START DATASET EXTRACT
use crate::editing::BlockId;

/// Reasons a command leaves the document untouched.
///
/// Every variant except [`EditError::DuplicateBlockId`] is an ordinary
/// "not applicable here" outcome: the document is unchanged and the caller is
/// expected to carry on as if nothing happened.
#[derive(Debug, Clone, PartialEq, thiserror::Error)]
pub enum EditError {
    #[error("position {pos} is not inside a block")]
    NotInBlock { pos: usize },
    #[error("position {pos} is not inside a text node")]
    NotInText { pos: usize },
    #[error("range {start}..{end} does not lie within a single text node")]
    InvalidRange { start: usize, end: usize },
    #[error("offset {offset} is not on a character boundary")]
    NotCharBoundary { offset: usize },
    #[error("cannot remove the last remaining block")]
    LastBlock,
    #[error("no previous block to move focus into")]
    NoPreviousBlock,
    #[error("cursor is not at the start of an empty paragraph")]
    NotAtEmptyParagraphStart,
    #[error("unknown block {0}")]
    UnknownBlock(BlockId),
    #[error("cannot move block {0} onto itself")]
    MoveOntoSelf(BlockId),
    #[error("move leaves block order unchanged")]
    NoMovement,
    #[error("command changes nothing")]
    Unchanged,
    #[error("a document needs at least one block")]
    EmptyDocument,
    #[error("block id {0} is already in use")]
    DuplicateBlockId(BlockId),
    #[error("heading level {0} is outside 1..=6")]
    InvalidHeadingLevel(u8),
}

impl EditError {
    /// True when the error signals a broken model invariant rather than a
    /// rejected gesture.
    pub fn is_invariant_violation(&self) -> bool {
        matches!(self, EditError::DuplicateBlockId(_))
    }
}
//! Linear content-position space.
//!
//! Every block contributes an open token, its nodes, and a close token. Text
//! nodes contribute an open token, their UTF-8 bytes and a close token; atoms
//! (images, dividers) take one position. A selection is a pair of offsets in
//! this space, never a reference into any rendering tree.

use std::ops::Range;

use serde::{Deserialize, Serialize};

use crate::editing::{Block, Node};

/// Selection over the document's position space. `from == to` is a cursor.
#[derive(Debug, Clone, Copy, PartialEq, Eq, Default, Serialize, Deserialize)]
pub struct Selection {
    pub from: usize,
    pub to: usize,
}

impl Selection {
    pub fn new(from: usize, to: usize) -> Self {
        Self {
            from: from.min(to),
            to: from.max(to),
        }
    }

    pub fn cursor(pos: usize) -> Self {
        Self { from: pos, to: pos }
    }

    pub fn is_collapsed(&self) -> bool {
        self.from == self.to
    }

    pub fn len(&self) -> usize {
        self.to - self.from
    }

    pub fn is_empty(&self) -> bool {
        self.is_collapsed()
    }

    pub fn range(&self) -> Range<usize> {
        self.from..self.to
    }
}

/// Where a position lands inside a text node
#[derive(Debug, Clone, Copy, PartialEq, Eq)]
pub struct TextPos {
    pub node_index: usize,
    /// Position just before the node's open token
    pub node_start: usize,
    /// Byte offset into the node's text
    pub offset: usize,
}

impl TextPos {
    /// Position of the first text byte of the node
    pub fn content_start(&self) -> usize {
        self.node_start + 1
    }
}

/// A position resolved against the block list
#[derive(Debug, Clone, Copy, PartialEq, Eq)]
pub struct ResolvedPos {
    pub pos: usize,
    pub block_index: usize,
    /// Position just before the block's open token
    pub block_start: usize,
    pub text: Option<TextPos>,
}

pub(crate) fn content_size(blocks: &[Block]) -> usize {
    blocks.iter().map(Block::size).sum()
}

/// Position just before block `index`; `blocks.len()` yields the document end
pub(crate) fn block_start(blocks: &[Block], index: usize) -> usize {
    blocks.iter().take(index).map(Block::size).sum()
}

/// Resolve a position to the block (and text node) that contains it.
/// Positions sitting on block boundaries are not inside any block.
pub(crate) fn resolve(blocks: &[Block], pos: usize) -> Option<ResolvedPos> {
    let mut start = 0;
    for (block_index, block) in blocks.iter().enumerate() {
        let end = start + block.size();
        if pos > start && pos < end {
            return Some(ResolvedPos {
                pos,
                block_index,
                block_start: start,
                text: resolve_in_block(block, start, pos),
            });
        }
        start = end;
    }
    None
}

fn resolve_in_block(block: &Block, block_start: usize, pos: usize) -> Option<TextPos> {
    let mut node_start = block_start + 1;
    for (node_index, node) in block.content().iter().enumerate() {
        let node_end = node_start + node.size();
        if matches!(node, Node::Text(_)) && pos > node_start && pos < node_end {
            return Some(TextPos {
                node_index,
                node_start,
                offset: pos - node_start - 1,
            });
        }
        node_start = node_end;
    }
    None
}

/// Position just before node `node_index` of the block at `block_index`
pub(crate) fn node_start(blocks: &[Block], block_index: usize, node_index: usize) -> usize {
    let mut pos = block_start(blocks, block_index) + 1;
    if let Some(block) = blocks.get(block_index) {
        pos += block
            .content()
            .iter()
            .take(node_index)
            .map(Node::size)
            .sum::<usize>();
    }
    pos
}

/// Every valid text-position range, in document order
pub(crate) fn text_ranges(blocks: &[Block]) -> Vec<(usize, Range<usize>)> {
    let mut ranges = Vec::new();
    let mut block_pos = 0;
    for (block_index, block) in blocks.iter().enumerate() {
        let mut node_pos = block_pos + 1;
        for node in block.content() {
            if let Node::Text(text) = node {
                ranges.push((block_index, node_pos + 1..node_pos + 1 + text.len()));
            }
            node_pos += node.size();
        }
        block_pos += block.size();
    }
    ranges
}

/// First text position of a block, or the inside of the block when it has no text
pub(crate) fn block_text_start(blocks: &[Block], block_index: usize) -> usize {
    text_ranges(blocks)
        .into_iter()
        .find(|(index, _)| *index == block_index)
        .map(|(_, range)| range.start)
        .unwrap_or_else(|| block_start(blocks, block_index) + 1)
}

/// Last text position of a block, or the inside of the block when it has no text
pub(crate) fn block_text_end(blocks: &[Block], block_index: usize) -> usize {
    text_ranges(blocks)
        .into_iter()
        .rev()
        .find(|(index, _)| *index == block_index)
        .map(|(_, range)| range.end)
        .unwrap_or_else(|| {
            block_start(blocks, block_index + 1).saturating_sub(1)
        })
}

/// Snap a position onto the closest valid text position
pub(crate) fn nearest_text_pos(blocks: &[Block], pos: usize) -> usize {
    let mut best: Option<(usize, usize)> = None;
    for (_, range) in text_ranges(blocks) {
        let candidate = pos.clamp(range.start, range.end);
        let distance = candidate.abs_diff(pos);
        if best.is_none_or(|(_, best_distance)| distance < best_distance) {
            best = Some((candidate, distance));
        }
    }
    match best {
        Some((candidate, _)) => candidate,
        None => pos.min(content_size(blocks)),
    }
}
END DATASET EXTRACT
Please list every line of the records that contains "take".

• **COMPLETED TASK**:
//! (images, dividers) take one position. A selection is a pair of offsets in
    blocks.iter().take(index).map(Block::size).sum()
            .take(node_index)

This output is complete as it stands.